Output the data below in full, character for character.

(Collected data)
========================================
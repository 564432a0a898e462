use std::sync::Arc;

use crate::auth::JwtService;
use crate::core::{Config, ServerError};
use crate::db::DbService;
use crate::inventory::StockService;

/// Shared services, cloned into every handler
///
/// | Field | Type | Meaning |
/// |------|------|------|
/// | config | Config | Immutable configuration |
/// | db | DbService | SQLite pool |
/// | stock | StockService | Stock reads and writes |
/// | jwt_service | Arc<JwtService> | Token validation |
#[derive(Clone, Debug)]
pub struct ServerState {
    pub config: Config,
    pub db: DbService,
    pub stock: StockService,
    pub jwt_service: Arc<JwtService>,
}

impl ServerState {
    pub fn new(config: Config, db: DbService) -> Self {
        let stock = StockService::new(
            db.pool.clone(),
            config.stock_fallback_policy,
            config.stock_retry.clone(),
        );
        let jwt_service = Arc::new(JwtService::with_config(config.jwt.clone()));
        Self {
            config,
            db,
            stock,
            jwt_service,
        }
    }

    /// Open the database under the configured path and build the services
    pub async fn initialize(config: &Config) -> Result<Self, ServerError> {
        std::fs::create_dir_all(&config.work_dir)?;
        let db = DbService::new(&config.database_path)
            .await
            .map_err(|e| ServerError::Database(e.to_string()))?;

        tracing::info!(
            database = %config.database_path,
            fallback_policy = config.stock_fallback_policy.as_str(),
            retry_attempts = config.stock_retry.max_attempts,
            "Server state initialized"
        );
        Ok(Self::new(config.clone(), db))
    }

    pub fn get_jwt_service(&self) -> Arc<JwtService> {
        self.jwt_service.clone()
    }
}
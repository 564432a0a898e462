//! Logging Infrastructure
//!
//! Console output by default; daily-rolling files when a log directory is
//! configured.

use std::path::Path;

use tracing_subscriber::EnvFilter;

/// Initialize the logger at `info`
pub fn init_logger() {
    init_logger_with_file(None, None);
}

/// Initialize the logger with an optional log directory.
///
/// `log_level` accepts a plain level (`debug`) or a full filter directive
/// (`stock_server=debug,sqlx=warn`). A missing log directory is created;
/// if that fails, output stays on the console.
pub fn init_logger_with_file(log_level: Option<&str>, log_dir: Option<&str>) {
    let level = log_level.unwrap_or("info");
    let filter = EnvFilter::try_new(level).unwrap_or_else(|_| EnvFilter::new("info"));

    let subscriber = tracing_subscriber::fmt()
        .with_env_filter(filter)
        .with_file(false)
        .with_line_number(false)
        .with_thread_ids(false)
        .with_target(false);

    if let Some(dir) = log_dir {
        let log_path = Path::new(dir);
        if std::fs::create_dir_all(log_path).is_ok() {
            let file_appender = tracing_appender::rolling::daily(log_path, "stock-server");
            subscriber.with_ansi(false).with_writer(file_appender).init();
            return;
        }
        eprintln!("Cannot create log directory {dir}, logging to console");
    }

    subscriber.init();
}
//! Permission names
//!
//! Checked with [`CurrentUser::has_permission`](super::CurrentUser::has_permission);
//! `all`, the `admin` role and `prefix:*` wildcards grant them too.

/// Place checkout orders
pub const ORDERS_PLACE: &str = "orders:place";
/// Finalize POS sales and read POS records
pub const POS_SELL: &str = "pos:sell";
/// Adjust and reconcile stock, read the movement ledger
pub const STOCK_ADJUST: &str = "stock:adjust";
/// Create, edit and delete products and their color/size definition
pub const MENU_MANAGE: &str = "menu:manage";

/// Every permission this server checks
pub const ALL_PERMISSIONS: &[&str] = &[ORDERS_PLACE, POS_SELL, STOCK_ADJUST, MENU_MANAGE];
========================================
> **Result of the task**
repository 564432a0a898e462
use std::sync::Arc;

use crate::auth::JwtService;
use crate::core::{Config, ServerError};
use crate::db::DbService;
use crate::inventory::StockService;

/// Shared services, cloned into every handler
///
/// | Field | Type | Meaning |
/// |------|------|------|
/// | config | Config | Immutable configuration |
/// | db | DbService | SQLite pool |
/// | stock | StockService | Stock reads and writes |
/// | jwt_service | Arc<JwtService> | Token validation |
#[derive(Clone, Debug)]
pub struct ServerState {
    pub config: Config,
    pub db: DbService,
    pub stock: StockService,
    pub jwt_service: Arc<JwtService>,
}

impl ServerState {
    pub fn new(config: Config, db: DbService) -> Self {
        let stock = StockService::new(
            db.pool.clone(),
            config.stock_fallback_policy,
            config.stock_retry.clone(),
        );
        let jwt_service = Arc::new(JwtService::with_config(config.jwt.clone()));
        Self {
            config,
            db,
            stock,
            jwt_service,
        }
    }

    /// Open the database under the configured path and build the services
    pub async fn initialize(config: &Config) -> Result<Self, ServerError> {
        std::fs::create_dir_all(&config.work_dir)?;
        let db = DbService::new(&config.database_path)
            .await
            .map_err(|e| ServerError::Database(e.to_string()))?;

        tracing::info!(
            database = %config.database_path,
            fallback_policy = config.stock_fallback_policy.as_str(),
            retry_attempts = config.stock_retry.max_attempts,
            "Server state initialized"
        );
        Ok(Self::new(config.clone(), db))
    }

    pub fn get_jwt_service(&self) -> Arc<JwtService> {
        self.jwt_service.clone()
    }
}
repository 564432a0a898e462
//! Logging Infrastructure
//!
//! Console output by default; daily-rolling files when a log directory is
//! configured.

use std::path::Path;

use tracing_subscriber::EnvFilter;

/// Initialize the logger at `info`
pub fn init_logger() {
    init_logger_with_file(None, None);
}

/// Initialize the logger with an optional log directory.
///
/// `log_level` accepts a plain level (`debug`) or a full filter directive
/// (`stock_server=debug,sqlx=warn`). A missing log directory is created;
/// if that fails, output stays on the console.
pub fn init_logger_with_file(log_level: Option<&str>, log_dir: Option<&str>) {
    let level = log_level.unwrap_or("info");
    let filter = EnvFilter::try_new(level).unwrap_or_else(|_| EnvFilter::new("info"));

    let subscriber = tracing_subscriber::fmt()
        .with_env_filter(filter)
        .with_file(false)
        .with_line_number(false)
        .with_thread_ids(false)
        .with_target(false);

    if let Some(dir) = log_dir {
        let log_path = Path::new(dir);
        if std::fs::create_dir_all(log_path).is_ok() {
            let file_appender = tracing_appender::rolling::daily(log_path, "stock-server");
            subscriber.with_ansi(false).with_writer(file_appender).init();
            return;
        }
        eprintln!("Cannot create log directory {dir}, logging to console");
    }

    subscriber.init();
}
//! Permission names
//!
//! Checked with [`CurrentUser::has_permission`](super::CurrentUser::has_permission);
//! `all`, the `admin` role and `prefix:*` wildcards grant them too.

/// Place checkout orders
pub const ORDERS_PLACE: &str = "orders:place";
/// Finalize POS sales and read POS records
pub const POS_SELL: &str = "pos:sell";
/// Adjust and reconcile stock, read the movement ledger
pub const STOCK_ADJUST: &str = "stock:adjust";
/// Create, edit and delete products and their color/size definition
pub const MENU_MANAGE: &str = "menu:manage";

/// Every permission this server checks
pub const ALL_PERMISSIONS: &[&str] = &[ORDERS_PLACE, POS_SELL, STOCK_ADJUST, MENU_MANAGE];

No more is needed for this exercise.